流石に初回お泊まり会は難易度が高すぎる、と伝えたハルトは、土曜日の昼から遊びに行くと約束を取り付けたのは少し前の話だ。
友人の家とはいえ、旦那のいる身の人間だ。手ぶらは不味かろうと考えたハルトは、無難なおやつによさそうなケーキを持ち寄ろうと考える。良さそうなケーキ屋を引っ越してきたばかりのハルトは知らないから、お嬢様でもあるネモに尋ねたのは正解だった。

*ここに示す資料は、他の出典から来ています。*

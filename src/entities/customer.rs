// 👤 Customer Entity - lookups for invoice forms and the customers table

use crate::entities::invoice::format_currency;
use crate::error::{DbError, DbResult};
use rusqlite::{params, Connection};
use serde::{Deserialize, Serialize};

#[derive(Debug, Clone, PartialEq, Serialize, Deserialize)]
pub struct Customer {
    pub id: String,
    pub name: String,
    pub email: String,
    pub image_url: String,
}

/// Option for the customer select box
#[derive(Debug, Clone, PartialEq, Serialize)]
pub struct CustomerField {
    pub id: String,
    pub name: String,
}

/// Customer with invoice totals, amounts already formatted
#[derive(Debug, Clone, PartialEq, Serialize)]
pub struct CustomersTableRow {
    pub id: String,
    pub name: String,
    pub email: String,
    pub image_url: String,
    pub total_invoices: i64,
    pub total_pending: String,
    pub total_paid: String,
}

pub fn fetch_customers(conn: &Connection) -> DbResult<Vec<CustomerField>> {
    let action = "fetch all customers";
    let mut stmt = conn
        .prepare("SELECT id, name FROM customers ORDER BY name ASC")
        .map_err(DbError::query(action))?;

    let customers = stmt
        .query_map([], |row| {
            Ok(CustomerField {
                id: row.get(0)?,
                name: row.get(1)?,
            })
        })
        .and_then(|rows| rows.collect::<Result<Vec<_>, _>>())
        .map_err(DbError::query(action))?;

    Ok(customers)
}

/// Customers whose name or email contains `query`, with per-customer totals
pub fn fetch_filtered_customers(conn: &Connection, query: &str) -> DbResult<Vec<CustomersTableRow>> {
    let action = "fetch customer table";
    let mut stmt = conn
        .prepare(
            "SELECT
                customers.id,
                customers.name,
                customers.email,
                customers.image_url,
                COUNT(invoices.id) AS total_invoices,
                COALESCE(SUM(CASE WHEN invoices.status = 'pending' THEN invoices.amount ELSE 0 END), 0) AS total_pending,
                COALESCE(SUM(CASE WHEN invoices.status = 'paid' THEN invoices.amount ELSE 0 END), 0) AS total_paid
             FROM customers
             LEFT JOIN invoices ON customers.id = invoices.customer_id
             WHERE contains_ci(customers.name, ?1) OR contains_ci(customers.email, ?1)
             GROUP BY customers.id, customers.name, customers.email, customers.image_url
             ORDER BY customers.name ASC",
        )
        .map_err(DbError::query(action))?;

    let customers = stmt
        .query_map(params![query], |row| {
            let pending: i64 = row.get(5)?;
            let paid: i64 = row.get(6)?;
            Ok(CustomersTableRow {
                id: row.get(0)?,
                name: row.get(1)?,
                email: row.get(2)?,
                image_url: row.get(3)?,
                total_invoices: row.get(4)?,
                total_pending: format_currency(pending),
                total_paid: format_currency(paid),
            })
        })
        .and_then(|rows| rows.collect::<Result<Vec<_>, _>>())
        .map_err(DbError::query(action))?;

    Ok(customers)
}

pub fn insert_customer(conn: &Connection, customer: &Customer) -> DbResult<()> {
    conn.execute(
        "INSERT OR IGNORE INTO customers (id, name, email, image_url) VALUES (?1, ?2, ?3, ?4)",
        params![customer.id, customer.name, customer.email, customer.image_url],
    )
    .map_err(DbError::query("Create Customer"))?;
    Ok(())
}

#[cfg(test)]
mod tests {
    use super::*;
    use crate::db::setup_database;

    fn customer(id: &str, name: &str, email: &str) -> Customer {
        Customer {
            id: id.to_string(),
            name: name.to_string(),
            email: email.to_string(),
            image_url: format!("/customers/{}.png", id),
        }
    }

    #[test]
    fn test_fetch_customers_sorted() {
        let conn = Connection::open_in_memory().unwrap();
        setup_database(&conn).unwrap();

        insert_customer(&conn, &customer("b", "Lee Robinson", "lee@robinson.com")).unwrap();
        insert_customer(&conn, &customer("a", "Amy Burns", "amy@burns.com")).unwrap();
        // Duplicate ids are ignored
        insert_customer(&conn, &customer("a", "Someone Else", "x@y.z")).unwrap();

        let names: Vec<String> = fetch_customers(&conn).unwrap().into_iter().map(|c| c.name).collect();
        assert_eq!(names, vec!["Amy Burns", "Lee Robinson"]);
    }

    #[test]
    fn test_filtered_customers_totals() {
        let conn = Connection::open_in_memory().unwrap();
        setup_database(&conn).unwrap();

        insert_customer(&conn, &customer("a", "Amy Burns", "amy@burns.com")).unwrap();
        insert_customer(&conn, &customer("b", "Lee Robinson", "lee@robinson.com")).unwrap();
        conn.execute(
            "INSERT INTO invoices (id, customer_id, amount, status, date) VALUES
                ('i1', 'a', 1250, 'paid', '2023-06-17'),
                ('i2', 'a', 3040, 'pending', '2022-10-29')",
            [],
        )
        .unwrap();

        let all = fetch_filtered_customers(&conn, "").unwrap();
        assert_eq!(all.len(), 2);
        assert_eq!(all[0].name, "Amy Burns");
        assert_eq!(all[0].total_invoices, 2);
        assert_eq!(all[0].total_paid, "$12.50");
        assert_eq!(all[0].total_pending, "$30.40");
        assert_eq!(all[1].total_invoices, 0);
        assert_eq!(all[1].total_paid, "$0.00");

        let lee = fetch_filtered_customers(&conn, "ROBINSON").unwrap();
        assert_eq!(lee.len(), 1);
    }
}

バトルジャンキーなどと呼ばれる彼女だが、普通の少女の側面もあるし、お嬢様としての側面もある。ここのケーキ屋さんはハズレがないよ、と教えてもらったケーキはポケモンも食べられると評判のケーキ屋だった。自分用にいくつか見繕ったが、たしかにハズレのない味だった。ラウドボーンもデカヌチャンも大喜びだった。
ケーキの収まった白い紙箱を抱えて、イキリンコの空を飛ぶタクシーに乗る。目指すはチャンプルタウンだ。
チャンプルタウンのポケモンセンター前で降りたハルトは、スマホロトムでペパーに連絡を入れる。
「パイセーン。チャンプルタウンまで来たけど、どこに行けばいいのさ」
「わかった、どっちのポケモンセンターの方にいる?」
「あー……宝食堂の方にいる」
「わかった。迎えに行くから、少し待っててくれよな」
通話を切られて数分ほどして、大きめのTシャツを着た、ラフな格好をしたペパーがやってくる。手土産、とケーキの入った箱をハルトが手渡せば、別に気にしなくていいのに、と驚いた後に笑って受け取るペパー。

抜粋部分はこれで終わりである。